# INPUT DATA
#####

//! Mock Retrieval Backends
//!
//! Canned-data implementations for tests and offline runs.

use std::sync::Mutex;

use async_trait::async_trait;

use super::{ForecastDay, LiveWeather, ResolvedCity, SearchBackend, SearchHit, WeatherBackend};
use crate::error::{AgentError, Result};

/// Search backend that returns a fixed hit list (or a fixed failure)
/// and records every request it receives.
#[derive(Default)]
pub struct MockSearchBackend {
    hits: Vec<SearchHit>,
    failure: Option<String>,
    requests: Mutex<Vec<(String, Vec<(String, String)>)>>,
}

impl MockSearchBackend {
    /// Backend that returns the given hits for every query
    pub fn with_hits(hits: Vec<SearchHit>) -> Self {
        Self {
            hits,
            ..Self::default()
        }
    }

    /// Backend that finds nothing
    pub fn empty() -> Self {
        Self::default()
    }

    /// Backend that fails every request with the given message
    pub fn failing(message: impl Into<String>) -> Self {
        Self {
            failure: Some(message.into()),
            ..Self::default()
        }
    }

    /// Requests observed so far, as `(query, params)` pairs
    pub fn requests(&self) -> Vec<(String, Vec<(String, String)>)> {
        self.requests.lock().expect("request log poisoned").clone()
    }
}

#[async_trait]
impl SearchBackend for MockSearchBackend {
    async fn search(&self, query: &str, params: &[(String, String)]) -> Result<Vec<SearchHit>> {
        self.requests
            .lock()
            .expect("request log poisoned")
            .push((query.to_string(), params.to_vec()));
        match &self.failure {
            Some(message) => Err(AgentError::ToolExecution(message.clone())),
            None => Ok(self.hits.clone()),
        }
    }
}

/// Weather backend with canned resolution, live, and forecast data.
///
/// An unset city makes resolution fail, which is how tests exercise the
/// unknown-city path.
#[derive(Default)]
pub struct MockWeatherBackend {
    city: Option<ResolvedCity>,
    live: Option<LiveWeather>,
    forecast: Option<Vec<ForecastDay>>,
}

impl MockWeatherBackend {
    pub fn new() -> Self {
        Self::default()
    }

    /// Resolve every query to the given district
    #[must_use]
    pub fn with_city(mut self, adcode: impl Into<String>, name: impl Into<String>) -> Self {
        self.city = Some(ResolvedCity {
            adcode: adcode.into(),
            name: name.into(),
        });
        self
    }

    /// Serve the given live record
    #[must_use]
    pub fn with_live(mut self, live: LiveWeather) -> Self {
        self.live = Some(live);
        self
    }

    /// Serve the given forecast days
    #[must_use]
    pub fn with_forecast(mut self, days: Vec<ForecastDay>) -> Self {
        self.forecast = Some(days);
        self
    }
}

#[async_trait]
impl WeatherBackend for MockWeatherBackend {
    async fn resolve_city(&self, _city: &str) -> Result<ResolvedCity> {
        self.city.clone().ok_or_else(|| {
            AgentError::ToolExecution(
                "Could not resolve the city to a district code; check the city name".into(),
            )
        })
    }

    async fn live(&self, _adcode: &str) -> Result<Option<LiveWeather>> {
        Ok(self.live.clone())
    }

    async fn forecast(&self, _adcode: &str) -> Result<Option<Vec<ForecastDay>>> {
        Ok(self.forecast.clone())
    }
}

#####

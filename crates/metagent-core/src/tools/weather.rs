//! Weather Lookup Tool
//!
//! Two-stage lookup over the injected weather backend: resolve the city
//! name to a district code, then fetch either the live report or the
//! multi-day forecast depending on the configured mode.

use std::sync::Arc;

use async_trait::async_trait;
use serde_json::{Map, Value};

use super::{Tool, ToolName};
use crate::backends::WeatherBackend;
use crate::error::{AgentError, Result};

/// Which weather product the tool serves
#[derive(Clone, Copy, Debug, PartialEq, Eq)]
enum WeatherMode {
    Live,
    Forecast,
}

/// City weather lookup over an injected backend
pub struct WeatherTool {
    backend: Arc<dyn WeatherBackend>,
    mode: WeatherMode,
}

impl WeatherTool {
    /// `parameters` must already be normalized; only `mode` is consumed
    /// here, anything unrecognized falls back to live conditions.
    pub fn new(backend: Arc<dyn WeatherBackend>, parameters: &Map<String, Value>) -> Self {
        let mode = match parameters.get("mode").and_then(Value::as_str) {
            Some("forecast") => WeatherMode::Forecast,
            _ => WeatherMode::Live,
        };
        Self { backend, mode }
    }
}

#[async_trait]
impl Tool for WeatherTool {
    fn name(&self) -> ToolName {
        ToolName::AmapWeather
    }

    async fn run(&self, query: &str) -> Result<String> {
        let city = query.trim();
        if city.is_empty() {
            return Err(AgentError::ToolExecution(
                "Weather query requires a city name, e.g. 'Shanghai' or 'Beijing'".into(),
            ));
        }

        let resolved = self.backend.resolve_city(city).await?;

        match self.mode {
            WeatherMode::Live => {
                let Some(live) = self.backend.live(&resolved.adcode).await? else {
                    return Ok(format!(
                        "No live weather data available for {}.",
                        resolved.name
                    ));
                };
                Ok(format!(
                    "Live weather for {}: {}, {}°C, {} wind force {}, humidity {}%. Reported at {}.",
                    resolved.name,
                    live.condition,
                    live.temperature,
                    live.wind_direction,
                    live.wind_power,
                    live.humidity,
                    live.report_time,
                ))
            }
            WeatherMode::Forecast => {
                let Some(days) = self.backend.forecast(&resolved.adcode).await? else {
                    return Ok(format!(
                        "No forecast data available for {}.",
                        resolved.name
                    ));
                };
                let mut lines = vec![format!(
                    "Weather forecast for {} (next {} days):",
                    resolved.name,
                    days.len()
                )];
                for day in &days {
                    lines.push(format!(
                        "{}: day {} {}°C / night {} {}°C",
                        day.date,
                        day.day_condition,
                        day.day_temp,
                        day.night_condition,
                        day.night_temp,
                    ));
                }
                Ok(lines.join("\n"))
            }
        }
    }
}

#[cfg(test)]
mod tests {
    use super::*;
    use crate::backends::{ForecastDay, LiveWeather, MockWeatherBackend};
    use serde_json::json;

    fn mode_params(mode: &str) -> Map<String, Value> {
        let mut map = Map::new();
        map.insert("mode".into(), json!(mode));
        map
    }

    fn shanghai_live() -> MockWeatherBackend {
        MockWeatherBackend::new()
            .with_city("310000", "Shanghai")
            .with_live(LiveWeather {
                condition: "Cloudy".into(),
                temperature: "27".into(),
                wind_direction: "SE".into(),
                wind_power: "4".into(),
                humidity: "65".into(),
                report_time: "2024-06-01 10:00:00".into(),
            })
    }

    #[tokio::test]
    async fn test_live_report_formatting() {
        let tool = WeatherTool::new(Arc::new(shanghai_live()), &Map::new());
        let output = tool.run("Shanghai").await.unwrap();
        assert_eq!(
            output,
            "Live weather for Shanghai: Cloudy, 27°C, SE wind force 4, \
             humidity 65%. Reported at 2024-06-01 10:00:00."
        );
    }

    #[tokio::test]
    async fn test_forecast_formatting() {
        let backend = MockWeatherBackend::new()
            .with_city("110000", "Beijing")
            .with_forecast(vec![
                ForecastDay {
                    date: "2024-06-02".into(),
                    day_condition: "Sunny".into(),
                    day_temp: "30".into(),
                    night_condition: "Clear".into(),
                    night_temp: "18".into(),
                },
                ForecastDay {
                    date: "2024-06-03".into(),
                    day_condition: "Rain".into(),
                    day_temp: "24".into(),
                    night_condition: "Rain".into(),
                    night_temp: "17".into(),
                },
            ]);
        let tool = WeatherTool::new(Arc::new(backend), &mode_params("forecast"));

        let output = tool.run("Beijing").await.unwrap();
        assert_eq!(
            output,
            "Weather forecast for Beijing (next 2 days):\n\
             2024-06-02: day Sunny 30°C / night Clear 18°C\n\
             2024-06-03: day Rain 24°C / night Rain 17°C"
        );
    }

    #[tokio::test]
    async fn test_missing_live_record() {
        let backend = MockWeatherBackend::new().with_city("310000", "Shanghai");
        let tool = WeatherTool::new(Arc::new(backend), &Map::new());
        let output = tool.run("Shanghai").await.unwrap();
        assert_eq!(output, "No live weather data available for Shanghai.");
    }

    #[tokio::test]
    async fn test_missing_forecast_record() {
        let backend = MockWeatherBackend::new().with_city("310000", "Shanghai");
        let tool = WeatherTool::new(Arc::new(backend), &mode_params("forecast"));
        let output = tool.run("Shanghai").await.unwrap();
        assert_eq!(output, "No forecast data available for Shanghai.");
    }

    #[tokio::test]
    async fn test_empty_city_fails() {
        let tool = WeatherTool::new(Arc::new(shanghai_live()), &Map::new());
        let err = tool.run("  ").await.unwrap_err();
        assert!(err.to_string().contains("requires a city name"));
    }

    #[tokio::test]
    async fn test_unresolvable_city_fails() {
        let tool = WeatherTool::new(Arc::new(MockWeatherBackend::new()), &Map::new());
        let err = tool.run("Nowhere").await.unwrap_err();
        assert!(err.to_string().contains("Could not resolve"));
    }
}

#####

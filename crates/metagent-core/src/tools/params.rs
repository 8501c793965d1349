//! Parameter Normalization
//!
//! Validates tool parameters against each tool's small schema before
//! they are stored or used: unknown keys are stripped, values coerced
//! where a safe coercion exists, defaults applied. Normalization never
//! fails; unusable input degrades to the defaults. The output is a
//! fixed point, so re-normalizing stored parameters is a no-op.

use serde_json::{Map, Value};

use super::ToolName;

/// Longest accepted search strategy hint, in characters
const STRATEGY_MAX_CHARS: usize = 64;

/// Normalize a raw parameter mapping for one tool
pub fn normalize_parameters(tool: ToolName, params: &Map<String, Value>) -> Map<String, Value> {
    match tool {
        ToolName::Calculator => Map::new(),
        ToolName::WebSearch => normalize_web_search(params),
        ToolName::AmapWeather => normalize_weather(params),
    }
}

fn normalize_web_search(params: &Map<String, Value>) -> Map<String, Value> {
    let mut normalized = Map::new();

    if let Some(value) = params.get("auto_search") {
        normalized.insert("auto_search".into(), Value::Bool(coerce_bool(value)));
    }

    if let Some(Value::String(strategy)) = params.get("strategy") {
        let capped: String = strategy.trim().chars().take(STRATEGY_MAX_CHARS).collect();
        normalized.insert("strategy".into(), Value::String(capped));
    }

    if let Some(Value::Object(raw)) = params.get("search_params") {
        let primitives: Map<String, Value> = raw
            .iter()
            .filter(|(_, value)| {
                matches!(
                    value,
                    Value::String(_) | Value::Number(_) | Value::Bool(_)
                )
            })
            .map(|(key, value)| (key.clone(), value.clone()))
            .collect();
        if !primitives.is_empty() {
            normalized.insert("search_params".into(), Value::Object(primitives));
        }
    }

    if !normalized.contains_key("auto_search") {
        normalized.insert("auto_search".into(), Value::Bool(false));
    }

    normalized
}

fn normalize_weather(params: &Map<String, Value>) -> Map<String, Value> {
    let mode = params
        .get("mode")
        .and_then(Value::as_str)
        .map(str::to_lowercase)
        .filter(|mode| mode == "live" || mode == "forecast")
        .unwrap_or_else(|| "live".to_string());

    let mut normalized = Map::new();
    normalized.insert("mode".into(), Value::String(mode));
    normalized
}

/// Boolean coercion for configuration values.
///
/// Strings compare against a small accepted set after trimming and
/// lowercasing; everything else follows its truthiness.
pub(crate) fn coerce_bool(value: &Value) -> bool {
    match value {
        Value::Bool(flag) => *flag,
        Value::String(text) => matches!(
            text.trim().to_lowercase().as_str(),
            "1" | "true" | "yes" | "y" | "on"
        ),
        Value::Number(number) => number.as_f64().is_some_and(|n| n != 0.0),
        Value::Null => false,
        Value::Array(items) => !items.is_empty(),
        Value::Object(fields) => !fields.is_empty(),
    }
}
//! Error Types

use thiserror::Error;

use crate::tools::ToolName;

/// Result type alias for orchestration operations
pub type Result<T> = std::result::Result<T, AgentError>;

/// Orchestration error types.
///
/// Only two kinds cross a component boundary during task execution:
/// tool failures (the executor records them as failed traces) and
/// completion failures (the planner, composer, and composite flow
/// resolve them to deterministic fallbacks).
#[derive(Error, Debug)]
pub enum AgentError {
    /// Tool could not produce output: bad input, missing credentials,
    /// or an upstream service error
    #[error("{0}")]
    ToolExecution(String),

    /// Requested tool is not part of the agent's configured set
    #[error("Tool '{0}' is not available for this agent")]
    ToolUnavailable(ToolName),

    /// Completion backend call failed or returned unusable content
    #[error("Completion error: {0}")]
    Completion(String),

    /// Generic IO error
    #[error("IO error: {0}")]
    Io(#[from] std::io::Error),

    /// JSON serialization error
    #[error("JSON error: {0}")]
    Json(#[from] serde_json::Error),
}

#####

# EXERCISE PROMPT
In the listing above, find the line containing "Mock Retrieval Backends" and the line containing "the given district", then repeat those two lines and everything between them exactly.

# YOUR SOLUTION
//! Mock Retrieval Backends
//!
//! Canned-data implementations for tests and offline runs.

use std::sync::Mutex;

use async_trait::async_trait;

use super::{ForecastDay, LiveWeather, ResolvedCity, SearchBackend, SearchHit, WeatherBackend};
use crate::error::{AgentError, Result};

/// Search backend that returns a fixed hit list (or a fixed failure)
/// and records every request it receives.
#[derive(Default)]
pub struct MockSearchBackend {
    hits: Vec<SearchHit>,
    failure: Option<String>,
    requests: Mutex<Vec<(String, Vec<(String, String)>)>>,
}

impl MockSearchBackend {
    /// Backend that returns the given hits for every query
    pub fn with_hits(hits: Vec<SearchHit>) -> Self {
        Self {
            hits,
            ..Self::default()
        }
    }

    /// Backend that finds nothing
    pub fn empty() -> Self {
        Self::default()
    }

    /// Backend that fails every request with the given message
    pub fn failing(message: impl Into<String>) -> Self {
        Self {
            failure: Some(message.into()),
            ..Self::default()
        }
    }

    /// Requests observed so far, as `(query, params)` pairs
    pub fn requests(&self) -> Vec<(String, Vec<(String, String)>)> {
        self.requests.lock().expect("request log poisoned").clone()
    }
}

#[async_trait]
impl SearchBackend for MockSearchBackend {
    async fn search(&self, query: &str, params: &[(String, String)]) -> Result<Vec<SearchHit>> {
        self.requests
            .lock()
            .expect("request log poisoned")
            .push((query.to_string(), params.to_vec()));
        match &self.failure {
            Some(message) => Err(AgentError::ToolExecution(message.clone())),
            None => Ok(self.hits.clone()),
        }
    }
}

/// Weather backend with canned resolution, live, and forecast data.
///
/// An unset city makes resolution fail, which is how tests exercise the
/// unknown-city path.
#[derive(Default)]
pub struct MockWeatherBackend {
    city: Option<ResolvedCity>,
    live: Option<LiveWeather>,
    forecast: Option<Vec<ForecastDay>>,
}

impl MockWeatherBackend {
    pub fn new() -> Self {
        Self::default()
    }

    /// Resolve every query to the given district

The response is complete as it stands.